Bewildered, the villagers nevertheless outnumbered the raiders. The Pariki leader yelled commands. His men rallied to him, where he shook his lance on high. In a body, they beat the defenders aside and poured through the opened gate.

Dawnlight strengthened. Like prairie dogs, women, children, old folk fled back into houses. The Pariki laughed and pursued them.

Running Wolf lost time getting his dismayed fighters together. Meanwhile the Pariki made their quick captures—a woman or child seized, hauled outside, or fine pelts grabbed, a buffalo robe, a shirt with colorful quillwork— and regathered in the lane that went straight to the gateway.

One warrior found a beautiful young woman with an aging one and a crone in the smallest of the houses, next to a round lodge. She wailed and clawed at his eyes. He pinned her wrists at her back and forced her along, regardless of struggles or of the others who sought to hinder him. A man bounded from the lodge. He was unarmed apart from a wand and a rattle. When he shook them, the warrior hooted and swung tomahawk at him. The man must dodge back. The raider and his prey joined the rest of the war band.

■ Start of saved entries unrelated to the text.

#[cfg(test)]
mod tests {
    use super::*;
    use tempfile::tempdir;

    fn open_store() -> (tempfile::TempDir, Store) {
        let td = tempdir().unwrap();
        let store = Store::open(td.path().join("supervisor.db")).unwrap();
        (td, store)
    }

    fn sample_task(id: &str) -> Task {
        Task::new(id, PathBuf::from("/repo"), "do the thing")
    }

    #[test]
    fn insert_and_get_task_round_trips() {
        let (_td, store) = open_store();
        store.insert_task(&sample_task("t1")).unwrap();
        let fetched = store.require_task("t1").unwrap();
        assert_eq!(fetched.status, TaskStatus::Queued);
        assert_eq!(fetched.description, "do the thing");
    }

    #[test]
    fn get_missing_task_returns_none() {
        let (_td, store) = open_store();
        assert!(store.get_task("nope").unwrap().is_none());
    }

    #[test]
    fn transition_rejects_illegal_edge() {
        let (_td, store) = open_store();
        store.insert_task(&sample_task("t1")).unwrap();
        let result = store.transition("t1", TaskStatus::Merged, None, TransitionFields::default());
        assert!(matches!(result, Err(StoreError::InvalidTransition { .. })));
    }

    #[test]
    fn transition_sets_started_at_exactly_once_and_writes_state_log() {
        let (_td, store) = open_store();
        store.insert_task(&sample_task("t1")).unwrap();
        let t1 = store
            .transition("t1", TaskStatus::Dispatched, None, TransitionFields::default())
            .unwrap();
        assert!(t1.started_at.is_some());
        let first_started = t1.started_at.unwrap();

        store
            .transition("t1", TaskStatus::Running, None, TransitionFields::default())
            .unwrap();
        store
            .transition(
                "t1",
                TaskStatus::Evaluating,
                None,
                TransitionFields::default(),
            )
            .unwrap();
        store
            .transition(
                "t1",
                TaskStatus::Retrying,
                Some("clean_exit_no_signal"),
                TransitionFields::default(),
            )
            .unwrap();
        let requeued = store
            .transition("t1", TaskStatus::Queued, None, TransitionFields::default())
            .unwrap();
        assert_eq!(requeued.retries, 1);

        let redispatched = store
            .transition("t1", TaskStatus::Dispatched, None, TransitionFields::default())
            .unwrap();
        assert_eq!(redispatched.started_at, Some(first_started));

        let log = store.state_log_for("t1").unwrap();
        assert_eq!(log.len(), 5);
    }

    #[test]
    fn terminal_transition_clears_worktree_and_session() {
        let (_td, store) = open_store();
        store.insert_task(&sample_task("t1")).unwrap();
        store
            .transition(
                "t1",
                TaskStatus::Dispatched,
                None,
                TransitionFields {
                    session: Some("pid:123".to_string()),
                    worktree: Some(PathBuf::from("/wt/t1")),
                    ..Default::default()
                },
            )
            .unwrap();
        store
            .transition("t1", TaskStatus::Failed, Some("boom"), TransitionFields::default())
            .unwrap();
        let t1 = store.require_task("t1").unwrap();
        assert!(t1.worktree.is_none());
        assert!(t1.session.is_none());
        assert!(t1.completed_at.is_some());
    }

    #[test]
    fn significant_transition_writes_proof_log() {
        let (_td, store) = open_store();
        store.insert_task(&sample_task("t1")).unwrap();
        store
            .transition("t1", TaskStatus::Dispatched, None, TransitionFields::default())
            .unwrap();
        let proof = store.proof_log_for("t1").unwrap();
        assert_eq!(proof.len(), 1);
        assert_eq!(proof[0].decision, "queued->dispatched");
    }

    #[test]
    fn micro_transition_does_not_write_proof_log() {
        let (_td, store) = open_store();
        store.insert_task(&sample_task("t1")).unwrap();
        store
            .transition("t1", TaskStatus::Dispatched, None, TransitionFields::default())
            .unwrap();
        store
            .transition("t1", TaskStatus::Running, None, TransitionFields::default())
            .unwrap();
        let proof = store.proof_log_for("t1").unwrap();
        // Only the dispatched transition is significant; running is not.
        assert_eq!(proof.len(), 1);
    }

    #[test]
    fn batch_membership_orders_by_position() {
        let (_td, store) = open_store();
        for id in ["t300.1", "t300.2", "t300.3"] {
            store.insert_task(&sample_task(id)).unwrap();
        }
        let batch_id = store.insert_batch(&Batch::new("release-42", 2)).unwrap();
        for (i, id) in ["t300.3", "t300.1", "t300.2"].iter().enumerate() {
            store
                .add_membership(&BatchMembership {
                    batch_id,
                    task_id: id.to_string(),
                    position: i as i64,
                })
                .unwrap();
        }
        let ids = store.batch_task_ids(batch_id).unwrap();
        assert_eq!(ids, vec!["t300.3", "t300.1", "t300.2"]);
    }

    #[test]
    fn batch_is_complete_only_when_every_member_terminal() {
        let (_td, store) = open_store();
        store.insert_task(&sample_task("t1")).unwrap();
        store.insert_task(&sample_task("t2")).unwrap();
        let batch_id = store.insert_batch(&Batch::new("b", 1)).unwrap();
        for (i, id) in ["t1", "t2"].iter().enumerate() {
            store
                .add_membership(&BatchMembership {
                    batch_id,
                    task_id: id.to_string(),
                    position: i as i64,
                })
                .unwrap();
        }
        assert!(!store.batch_is_complete(batch_id).unwrap());

        store
            .transition("t1", TaskStatus::Cancelled, None, TransitionFields::default())
            .unwrap();
        assert!(!store.batch_is_complete(batch_id).unwrap());

        store
            .transition("t2", TaskStatus::Cancelled, None, TransitionFields::default())
            .unwrap();
        assert!(store.batch_is_complete(batch_id).unwrap());
    }

    #[test]
    fn siblings_of_filters_by_dotted_prefix() {
        let (_td, store) = open_store();
        for id in ["t300.1", "t300.2", "t301.1"] {
            store.insert_task(&sample_task(id)).unwrap();
        }
        let t = store.require_task("t300.1").unwrap();
        let siblings = store.siblings_of(&t).unwrap();
        assert_eq!(siblings.len(), 1);
        assert_eq!(siblings[0].id, "t300.2");
    }

    proptest::proptest! {
        #[test]
        fn retries_never_drop_on_requeue(cycles in 1usize..4) {
            let td = tempdir().unwrap();
            let store = Store::open(td.path().join("s.db")).unwrap();
            store.insert_task(&sample_task("t1")).unwrap();
            let mut last_retries = 0;
            for _ in 0..cycles {
                store.transition("t1", TaskStatus::Dispatched, None, TransitionFields::default()).unwrap();
                store.transition("t1", TaskStatus::Running, None, TransitionFields::default()).unwrap();
                store.transition("t1", TaskStatus::Evaluating, None, TransitionFields::default()).unwrap();
                let t = store.transition("t1", TaskStatus::Retrying, None, TransitionFields::default()).unwrap();
                prop_assert!(t.retries >= last_retries);
                last_retries = t.retries;
                store.transition("t1", TaskStatus::Queued, None, TransitionFields::default()).unwrap();
            }
        }
    }
}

Running Wolf’s men milled in the entrance. At their backs, those Pariki who had kept the horses arrived at a gallop, with the free beasts on strings. The villagers scattered. The forayers seized manes, got on with a single leap, dragged booty or captives up after them. The men who had already been riding helped injured comrades mount and collected three or four dead.

Running Wolf bayed, egged his people on. Their arrows were spent, but enough of them finally came at his heels that the foe made no further try for their herd. Instead the Pariki rode west, .bearing their prizes. Dazed with horror, the villagers did not give chase.

The sun rose. Blood glowed brilliant.

Deathless sought the battle place. Folk were getting busy there. Some mutilated two corpses the enemy had not recovered, so that the ghosts must forever drift in the dark; these persons wished aloud for live prisoners to torture to death. Others tended their own slain. Three Geese was among those who worked on the wounded. His hands eased anguish; his low voice helped men bite back any cries. Deathless joined him. The healing arts were part of a shaman’s lore.

“Father,” said the berdache, “I think we need you more to make medicine against fresh misfortune.”

“I know not if any power to do that is left in me,” Deathless replied.

Three Geese pushed a shaft deeper into a shoulder, until the barbed head came out the rear and he could pull the entire thing free. Blood welled, flies buzzed. He packed the hole with grass. “I am ashamed that I was not in the fight,” he mumbled.

“You are long past your youth, and fighting was never for you,” Deathless said. “Buf I— Well, this took me by surprise; and I have forgotten whatever I once knew about combat.”

Running Wolf stalked around, tallying the harm that had been done. He overheard. “None of us knew anything,” he snapped. “We shall do better next time.”

Three Geese bit his lip. Deathless went impassive.

Afterward he did undertake his duties as the shaman. With his disciple, who yesterday had never come near him, he led rites for the lost, cast spells for the clean mending of wounds, made offerings to the spirits. An elder mustered courage to ask why he did not seek omens. “The future has become too strange,” he answered, and left the man standing appalled. By eventide he could take a short span to console Quail Wing’s children for the taking of their mother, before he again went alone into the medicine lodge.

Next morning the people buried the dead. Later they would dance in their honor. First, though, the hale men gathered at a place which had known happier meetings. Running Wolf had demanded it—no council of elders calmly finding their way toward agreement, but every man who could walk—and none cared to gainsay him.

They assembled before a knoll near the bluff edge. Standing on it, a man could look south to the broad brown river and its trees, the only trees anywhere in sight; east to the stockade, the fields clustered about it, gravemounds both raw and time-worn; elsewhere across grass that billowed and shimmered, green and white, under a shrill wind. Clouds flew past, trailing shadows through a sunlight gone harsh. Thunderheads loomed blue-black in the west. From here the works of man seemed no more than anthills, devoid of life. Nothing but the horses moved yonder. They chafed at their hobbles, eager to be off and away.